TASK STATEMENT ▸ Retype every entry in its entirety, without alteration.
•••••
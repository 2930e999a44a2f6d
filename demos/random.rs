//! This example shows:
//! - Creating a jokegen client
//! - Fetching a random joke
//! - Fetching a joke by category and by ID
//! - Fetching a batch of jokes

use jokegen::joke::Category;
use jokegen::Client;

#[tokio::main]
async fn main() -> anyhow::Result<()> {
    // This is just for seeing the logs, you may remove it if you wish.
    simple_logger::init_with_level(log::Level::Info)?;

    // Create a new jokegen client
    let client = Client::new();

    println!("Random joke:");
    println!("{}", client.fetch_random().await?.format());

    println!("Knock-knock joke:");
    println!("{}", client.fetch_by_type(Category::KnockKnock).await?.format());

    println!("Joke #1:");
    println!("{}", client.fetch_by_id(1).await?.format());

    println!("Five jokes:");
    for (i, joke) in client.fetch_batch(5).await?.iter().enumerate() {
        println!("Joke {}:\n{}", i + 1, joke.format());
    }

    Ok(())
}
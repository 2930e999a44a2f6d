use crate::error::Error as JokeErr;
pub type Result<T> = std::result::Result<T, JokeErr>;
•••••
SOLUTION ▸
repository 2930e999a44a2f6d
filename demos/random.rs
//! This example shows:
//! - Creating a jokegen client
//! - Fetching a random joke
//! - Fetching a joke by category and by ID
//! - Fetching a batch of jokes

use jokegen::joke::Category;
use jokegen::Client;

#[tokio::main]
async fn main() -> anyhow::Result<()> {
    // This is just for seeing the logs, you may remove it if you wish.
    simple_logger::init_with_level(log::Level::Info)?;

    // Create a new jokegen client
    let client = Client::new();

    println!("Random joke:");
    println!("{}", client.fetch_random().await?.format());

    println!("Knock-knock joke:");
    println!("{}", client.fetch_by_type(Category::KnockKnock).await?.format());

    println!("Joke #1:");
    println!("{}", client.fetch_by_id(1).await?.format());

    println!("Five jokes:");
    for (i, joke) in client.fetch_batch(5).await?.iter().enumerate() {
        println!("Joke {}:\n{}", i + 1, joke.format());
    }

    Ok(())
}
repository 2930e999a44a2f6d
use crate::error::Error as JokeErr;
pub type Result<T> = std::result::Result<T, JokeErr>;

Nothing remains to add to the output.